(Collected data entries)
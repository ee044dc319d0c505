use duxnet_node::run_node;
use std::path::PathBuf;
use std::process::ExitCode;

#[tokio::main]
async fn main() -> ExitCode {
    let path = std::env::var("DUXNET_CONFIG").unwrap_or_else(|_| "config/duxnet.toml".to_string());
    if let Err(e) = run_node(PathBuf::from(path)).await {
        eprintln!("node failed: {e:?}");
        return ExitCode::FAILURE;
    }
    ExitCode::SUCCESS
}
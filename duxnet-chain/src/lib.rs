//! C1 — Chain Adapter.
//!
//! A uniform interface to per-currency daemons. Every other component
//! reaches an external chain only through this crate; no other crate
//! performs network I/O against a currency daemon.

use async_trait::async_trait;
use duxnet_core::Currency;
use reqwest::Client;
use serde::{Deserialize, Serialize};
use serde_json::Value;
use std::time::Duration;
use thiserror::Error;
use tracing::{info, warn};

#[derive(Debug, Error)]
pub enum ChainError {
    #[error("chain unavailable: {0}")]
    ChainUnavailable(String),
    #[error("invalid address: {0}")]
    InvalidAddress(String),
    #[error("insufficient funds")]
    InsufficientFunds,
    #[error("unsupported currency: {0}")]
    Unsupported(Currency),
}

#[derive(Debug, Clone, Copy, Serialize, Deserialize)]
pub struct Balance {
    pub confirmed: u64,
    pub unconfirmed: u64,
}

#[derive(Debug, Clone, Copy, PartialEq, Eq, Serialize, Deserialize)]
pub enum TxStatus {
    Pending,
    Confirmed,
}

#[derive(Debug, Clone, Serialize, Deserialize)]
pub struct TxReceipt {
    pub txid: String,
}

#[derive(Debug, Clone, Copy, Serialize, Deserialize)]
pub struct TxStatusReport {
    pub confirmations: u64,
    pub status: TxStatus,
}

/// Credentials and connection parameters for one currency daemon.
#[derive(Debug, Clone)]
pub struct EndpointConfig {
    pub currency: Currency,
    pub rpc_endpoint: String,
    pub rpc_user: Option<String>,
    pub rpc_password: Option<String>,
    pub min_confirmations: u64,
    pub request_timeout: Duration,
}

/// The wire dialect a daemon speaks. `Generic` covers currencies whose
/// daemon exposes a DuxNet-shaped JSON-RPC surface directly (used for
/// `FLOP`, the network's own token).
#[derive(Debug, Clone, Copy, PartialEq, Eq)]
pub enum RpcDialect {
    BitcoinStyle,
    EthereumStyle,
    Generic,
}

#[async_trait]
pub trait ChainAdapter: Send + Sync {
    async fn get_balance(&self, currency: Currency) -> Result<Balance, ChainError>;
    async fn new_address(&self, currency: Currency, label: Option<&str>) -> Result<String, ChainError>;
    async fn send(&self, currency: Currency, to: &str, amount: u64) -> Result<TxReceipt, ChainError>;
    async fn status(&self, currency: Currency, txid: &str) -> Result<TxStatusReport, ChainError>;
}

/// Bound on retries for a single logical RPC call (§7: "External errors
/// are retried a bounded number of times with exponential backoff
/// inside the chain adapter"). Three retries at 200ms/400ms/800ms caps
/// the worst case added latency at 1.4s before the caller sees the
/// failure.
const MAX_RETRIES: u32 = 3;
const RETRY_BASE_DELAY: Duration = Duration::from_millis(200);

/// A `ChainAdapter` backed by HTTP JSON-RPC daemons, one endpoint per
/// currency. Each call is dispatched to the dialect matching the
/// endpoint's configured daemon kind.
pub struct RpcChainAdapter {
    client: Client,
    endpoints: Vec<(EndpointConfig, RpcDialect)>,
}

impl RpcChainAdapter {
    pub fn new(endpoints: Vec<(EndpointConfig, RpcDialect)>) -> Self {
        Self {
            client: Client::new(),
            endpoints,
        }
    }

    fn endpoint(&self, currency: Currency) -> Result<&(EndpointConfig, RpcDialect), ChainError> {
        self.endpoints
            .iter()
            .find(|(cfg, _)| cfg.currency == currency)
            .ok_or(ChainError::Unsupported(currency))
    }

    /// Retries transport-level failures (connection refused, timeout,
    /// non-2xx status) with exponential backoff; a well-formed
    /// JSON-RPC `error` response is a logical failure and is returned
    /// immediately without retrying.
    async fn rpc_call(&self, cfg: &EndpointConfig, method: &str, params: Value) -> Result<Value, ChainError> {
        let mut attempt = 0;
        loop {
            match self.rpc_call_once(cfg, method, &params).await {
                Ok(value) => return Ok(value),
                Err(e @ ChainError::ChainUnavailable(_)) if attempt < MAX_RETRIES => {
                    let delay = RETRY_BASE_DELAY * 2u32.pow(attempt);
                    warn!(method, attempt, delay_ms = delay.as_millis() as u64, error = %e, "retrying chain rpc call");
                    tokio::time::sleep(delay).await;
                    attempt += 1;
                }
                Err(e) => return Err(e),
            }
        }
    }

    async fn rpc_call_once(&self, cfg: &EndpointConfig, method: &str, params: &Value) -> Result<Value, ChainError> {
        let mut request = self
            .client
            .post(&cfg.rpc_endpoint)
            .timeout(cfg.request_timeout)
            .json(&serde_json::json!({
                "jsonrpc": "2.0",
                "id": 1,
                "method": method,
                "params": params,
            }));
        if let (Some(user), Some(pass)) = (&cfg.rpc_user, &cfg.rpc_password) {
            request = request.basic_auth(user, Some(pass));
        }

        let response = request.send().await.map_err(|e| {
            warn!(method, error = %e, "chain rpc call failed");
            ChainError::ChainUnavailable(e.to_string())
        })?;

        if !response.status().is_success() {
            return Err(ChainError::ChainUnavailable(format!(
                "http status {}",
                response.status()
            )));
        }

        let body: Value = response
            .json()
            .await
            .map_err(|e| ChainError::ChainUnavailable(e.to_string()))?;

        if let Some(error) = body.get("error").filter(|e| !e.is_null()) {
            return Err(ChainError::ChainUnavailable(error.to_string()));
        }
        Ok(body.get("result").cloned().unwrap_or(Value::Null))
    }
}

#[async_trait]
impl ChainAdapter for RpcChainAdapter {
    async fn get_balance(&self, currency: Currency) -> Result<Balance, ChainError> {
        let (cfg, dialect) = self.endpoint(currency)?;
        let method = match dialect {
            RpcDialect::BitcoinStyle => "getbalances",
            RpcDialect::EthereumStyle => "eth_getBalance",
            RpcDialect::Generic => "flop_getBalance",
        };
        let result = self.rpc_call(cfg, method, serde_json::json!([])).await?;
        let confirmed = result.get("confirmed").and_then(Value::as_u64).unwrap_or(0);
        let unconfirmed = result.get("unconfirmed").and_then(Value::as_u64).unwrap_or(0);
        Ok(Balance { confirmed, unconfirmed })
    }

    async fn new_address(&self, currency: Currency, label: Option<&str>) -> Result<String, ChainError> {
        let (cfg, dialect) = self.endpoint(currency)?;
        let method = match dialect {
            RpcDialect::BitcoinStyle => "getnewaddress",
            RpcDialect::EthereumStyle => "personal_newAccount",
            RpcDialect::Generic => "flop_newAddress",
        };
        let params = match label {
            Some(l) => serde_json::json!([l]),
            None => serde_json::json!([]),
        };
        let result = self.rpc_call(cfg, method, params).await?;
        result
            .as_str()
            .map(str::to_owned)
            .ok_or_else(|| ChainError::ChainUnavailable("malformed address response".into()))
    }

    async fn send(&self, currency: Currency, to: &str, amount: u64) -> Result<TxReceipt, ChainError> {
        if to.trim().is_empty() {
            return Err(ChainError::InvalidAddress(to.to_string()));
        }
        let (cfg, dialect) = self.endpoint(currency)?;
        let method = match dialect {
            RpcDialect::BitcoinStyle => "sendtoaddress",
            RpcDialect::EthereumStyle => "eth_sendTransaction",
            RpcDialect::Generic => "flop_send",
        };
        let result = self
            .rpc_call(cfg, method, serde_json::json!([to, amount]))
            .await
            .map_err(|e| match &e {
                ChainError::ChainUnavailable(msg) if msg.contains("insufficient") => {
                    ChainError::InsufficientFunds
                }
                _ => e,
            })?;
        let txid = result
            .as_str()
            .map(str::to_owned)
            .ok_or_else(|| ChainError::ChainUnavailable("malformed send response".into()))?;
        info!(currency = %currency, %txid, amount, "sent chain transaction");
        Ok(TxReceipt { txid })
    }

    async fn status(&self, currency: Currency, txid: &str) -> Result<TxStatusReport, ChainError> {
        let (cfg, dialect) = self.endpoint(currency)?;
        let method = match dialect {
            RpcDialect::BitcoinStyle => "gettransaction",
            RpcDialect::EthereumStyle => "eth_getTransactionReceipt",
            RpcDialect::Generic => "flop_getTransaction",
        };
        let result = self.rpc_call(cfg, method, serde_json::json!([txid])).await?;
        let confirmations = result.get("confirmations").and_then(Value::as_u64).unwrap_or(0);
        let status = if confirmations >= cfg.min_confirmations {
            TxStatus::Confirmed
        } else {
            TxStatus::Pending
        };
        Ok(TxStatusReport { confirmations, status })
    }
}

#[cfg(test)]
mod tests {
    use super::*;

    fn cfg(currency: Currency) -> EndpointConfig {
        EndpointConfig {
            currency,
            rpc_endpoint: "http://127.0.0.1:0".into(),
            rpc_user: None,
            rpc_password: None,
            min_confirmations: 3,
            request_timeout: Duration::from_secs(5),
        }
    }

    #[tokio::test]
    async fn unsupported_currency_is_rejected() {
        let adapter = RpcChainAdapter::new(vec![(cfg(Currency::Btc), RpcDialect::BitcoinStyle)]);
        let err = adapter.get_balance(Currency::Eth).await.unwrap_err();
        assert!(matches!(err, ChainError::Unsupported(Currency::Eth)));
    }

    #[tokio::test]
    async fn empty_destination_is_invalid_address() {
        let adapter = RpcChainAdapter::new(vec![(cfg(Currency::Btc), RpcDialect::BitcoinStyle)]);
        let err = adapter.send(Currency::Btc, "  ", 100).await.unwrap_err();
        assert!(matches!(err, ChainError::InvalidAddress(_)));
    }

    #[tokio::test]
    async fn unreachable_daemon_is_chain_unavailable() {
        let adapter = RpcChainAdapter::new(vec![(cfg(Currency::Btc), RpcDialect::BitcoinStyle)]);
        let err = adapter.get_balance(Currency::Btc).await.unwrap_err();
        assert!(matches!(err, ChainError::ChainUnavailable(_)));
    }

    #[test]
    fn status_threshold_is_inclusive() {
        let report = TxStatusReport {
            confirmations: 3,
            status: TxStatus::Confirmed,
        };
        assert_eq!(report.status, TxStatus::Confirmed);
    }
}
//! Shared types for the DuxNet core: currencies, money, ids, the error
//! taxonomy, and the wire-stable event payloads emitted by the trust core.

use serde::{Deserialize, Serialize};
use sha2::{Digest, Sha256};
use std::fmt;
use thiserror::Error;
use uuid::Uuid;

pub type NodeId = Uuid;
pub type EscrowId = Uuid;
pub type WalletId = Uuid;
pub type DisputeId = Uuid;
pub type ProposalId = Uuid;
pub type VoteId = Uuid;
pub type TaskId = Uuid;

pub type Timestamp = chrono::DateTime<chrono::Utc>;

pub fn now() -> Timestamp {
    chrono::Utc::now()
}

/// Amounts are carried in integer minor-units everywhere in the core;
/// conversion to a chain's native denomination happens only at the
/// chain-adapter boundary (see `duxnet-chain`).
pub type Money = u64;

/// The closed set of currencies the core accepts. Unknown currencies
/// are rejected at escrow creation (§6).
#[derive(Debug, Clone, Copy, PartialEq, Eq, Hash, Serialize, Deserialize)]
pub enum Currency {
    Flop,
    Btc,
    Eth,
    Usdt,
    Bnb,
    Xrp,
    Sol,
    Ada,
    Doge,
    Ton,
    Trx,
}

impl Currency {
    pub const ALL: [Currency; 11] = [
        Currency::Flop,
        Currency::Btc,
        Currency::Eth,
        Currency::Usdt,
        Currency::Bnb,
        Currency::Xrp,
        Currency::Sol,
        Currency::Ada,
        Currency::Doge,
        Currency::Ton,
        Currency::Trx,
    ];

    pub fn code(self) -> &'static str {
        match self {
            Currency::Flop => "FLOP",
            Currency::Btc => "BTC",
            Currency::Eth => "ETH",
            Currency::Usdt => "USDT",
            Currency::Bnb => "BNB",
            Currency::Xrp => "XRP",
            Currency::Sol => "SOL",
            Currency::Ada => "ADA",
            Currency::Doge => "DOGE",
            Currency::Ton => "TON",
            Currency::Trx => "TRX",
        }
    }

    pub fn parse(code: &str) -> Option<Currency> {
        Self::ALL.iter().copied().find(|c| c.code() == code)
    }
}

impl fmt::Display for Currency {
    fn fmt(&self, f: &mut fmt::Formatter<'_>) -> fmt::Result {
        write!(f, "{}", self.code())
    }
}

/// Caller-visible error taxonomy (§7). Every component surfaces one of
/// these variants; the field carries the offending value or context so
/// callers can report it without re-deriving it.
#[derive(Debug, Error)]
pub enum DuxError {
    #[error("validation failed: {0}")]
    Validation(String),
    #[error("invalid state: {0}")]
    State(String),
    #[error("authentication failed: {0}")]
    Auth(String),
    #[error("resource unavailable: {0}")]
    Resource(String),
    #[error("external dependency failed: {0}")]
    External(String),
    #[error("internal invariant violated: {0}")]
    Internal(String),
}

pub type DuxResult<T> = Result<T, DuxError>;

impl DuxError {
    pub fn validation(msg: impl Into<String>) -> Self {
        DuxError::Validation(msg.into())
    }
    pub fn state(msg: impl Into<String>) -> Self {
        DuxError::State(msg.into())
    }
    pub fn auth(msg: impl Into<String>) -> Self {
        DuxError::Auth(msg.into())
    }
    pub fn resource(msg: impl Into<String>) -> Self {
        DuxError::Resource(msg.into())
    }
    pub fn external(msg: impl Into<String>) -> Self {
        DuxError::External(msg.into())
    }
    pub fn internal(msg: impl Into<String>) -> Self {
        DuxError::Internal(msg.into())
    }
}

/// SHA-256 of `JSON(value, sorted_keys)`, lowercase hex, 64 chars.
/// Used both as the task result-hash and as the idempotency key for
/// escrow release (§6).
pub fn sorted_json_hash(value: &serde_json::Value) -> String {
    let canonical = canonicalize(value);
    let bytes = serde_json::to_vec(&canonical).expect("canonical value always serializes");
    let digest = Sha256::digest(&bytes);
    hex::encode(digest)
}

/// Recursively rewrites a `serde_json::Value` so that every object's
/// keys serialize in sorted order. `serde_json` maps already iterate
/// in insertion order by default, so this makes the sort explicit
/// rather than depending on a cargo feature flag elsewhere in the
/// workspace.
pub fn canonicalize(value: &serde_json::Value) -> serde_json::Value {
    match value {
        serde_json::Value::Object(map) => {
            let mut sorted: std::collections::BTreeMap<String, serde_json::Value> =
                std::collections::BTreeMap::new();
            for (k, v) in map {
                sorted.insert(k.clone(), canonicalize(v));
            }
            let mut out = serde_json::Map::new();
            for (k, v) in sorted {
                out.insert(k, v);
            }
            serde_json::Value::Object(out)
        }
        serde_json::Value::Array(items) => {
            serde_json::Value::Array(items.iter().map(canonicalize).collect())
        }
        other => other.clone(),
    }
}

pub fn is_valid_result_hash(hash: &str) -> bool {
    hash.len() == 64 && hash.chars().all(|c| c.is_ascii_hexdigit() && !c.is_ascii_uppercase())
}

/// Fire-and-forget event-bus payloads (§6). The core never blocks on a
/// subscriber; publication failures are logged, not propagated.
#[derive(Debug, Clone, Serialize, Deserialize)]
#[serde(tag = "topic", rename_all = "snake_case")]
pub enum DuxEvent {
    EscrowCreated {
        escrow_id: EscrowId,
        amount: Money,
        currency: Currency,
        service_name: String,
        ts: Timestamp,
    },
    EscrowReleased {
        escrow_id: EscrowId,
        provider_amount: Money,
        community_amount: Money,
        currency: Currency,
        ts: Timestamp,
    },
    EscrowRefunded {
        escrow_id: EscrowId,
        amount: Money,
        currency: Currency,
        reason: String,
        ts: Timestamp,
    },
    DisputeOpened {
        dispute_id: DisputeId,
        escrow_id: EscrowId,
        ts: Timestamp,
    },
    DisputeResolved {
        dispute_id: DisputeId,
        escrow_id: EscrowId,
        ts: Timestamp,
    },
    FundAirdrop {
        total_amount: Money,
        wallet_count: usize,
        per_wallet: Money,
        ts: Timestamp,
    },
    TaskCompleted {
        task_id: TaskId,
        node_id: NodeId,
        ts: Timestamp,
    },
    TaskFailed {
        task_id: TaskId,
        node_id: Option<NodeId>,
        reason: String,
        ts: Timestamp,
    },
}

impl DuxEvent {
    /// The wire topic name listed in §6 (e.g. `escrow.created`).
    pub fn topic(&self) -> &'static str {
        match self {
            DuxEvent::EscrowCreated { .. } => "escrow.created",
            DuxEvent::EscrowReleased { .. } => "escrow.released",
            DuxEvent::EscrowRefunded { .. } => "escrow.refunded",
            DuxEvent::DisputeOpened { .. } => "dispute.opened",
            DuxEvent::DisputeResolved { .. } => "dispute.resolved",
            DuxEvent::FundAirdrop { .. } => "fund.airdrop",
            DuxEvent::TaskCompleted { .. } => "task.completed",
            DuxEvent::TaskFailed { .. } => "task.failed",
        }
    }
}

/// A fire-and-forget publication sink (§6). `publish` never blocks the
/// caller on a subscriber and never returns an error: a sink that needs
/// to report delivery failures logs them itself.
pub trait EventBus: Send + Sync {
    fn publish(&self, event: DuxEvent);
}

/// Discards every event; useful in tests and for components wired
/// without an operator-visible bus.
#[derive(Debug, Default)]
pub struct NullEventBus;

impl EventBus for NullEventBus {
    fn publish(&self, _event: DuxEvent) {}
}

/// Logs every event at `info` via `tracing` and nothing else. The
/// default sink for a single-process deployment; a multi-subscriber
/// bus (e.g. backed by `tokio::sync::broadcast`) can wrap or replace it.
#[derive(Debug, Default)]
pub struct TracingEventBus;

impl EventBus for TracingEventBus {
    fn publish(&self, event: DuxEvent) {
        let topic = event.topic();
        match serde_json::to_string(&event) {
            Ok(payload) => tracing::info!(topic, payload, "event published"),
            Err(e) => tracing::warn!(topic, error = %e, "event payload not serializable"),
        }
    }
}

/// Splits an amount into the provider/community legs at the configured
/// basis-point share, with the remainder (avoiding float tolerance
/// issues) assigned to the community leg so `provider + community ==
/// amount` always holds exactly.
pub fn split_amount(amount: Money, provider_bps: u32) -> (Money, Money) {
    let provider = amount * provider_bps as u64 / 10_000;
    let community = amount - provider;
    (provider, community)
}

#[cfg(test)]
mod tests {
    use super::*;

    #[test]
    fn split_is_exact() {
        let (p, c) = split_amount(7500, 9500);
        assert_eq!(p, 7125);
        assert_eq!(c, 375);
        assert_eq!(p + c, 7500);
    }

    #[test]
    fn split_handles_indivisible_amounts() {
        let (p, c) = split_amount(101, 9500);
        assert_eq!(p + c, 101);
    }

    #[test]
    fn hash_is_order_independent() {
        let a = serde_json::json!({"b": 1, "a": 2});
        let b = serde_json::json!({"a": 2, "b": 1});
        assert_eq!(sorted_json_hash(&a), sorted_json_hash(&b));
        assert!(is_valid_result_hash(&sorted_json_hash(&a)));
    }

    #[test]
    fn currency_roundtrip() {
        for c in Currency::ALL {
            assert_eq!(Currency::parse(c.code()), Some(c));
        }
        assert_eq!(Currency::parse("NOPE"), None);
    }
}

The problem >> Retrieve each line of the data in which the word "exponential" can be found.

Reply >>
/// are retried a bounded number of times with exponential backoff
    /// non-2xx status) with exponential backoff; a well-formed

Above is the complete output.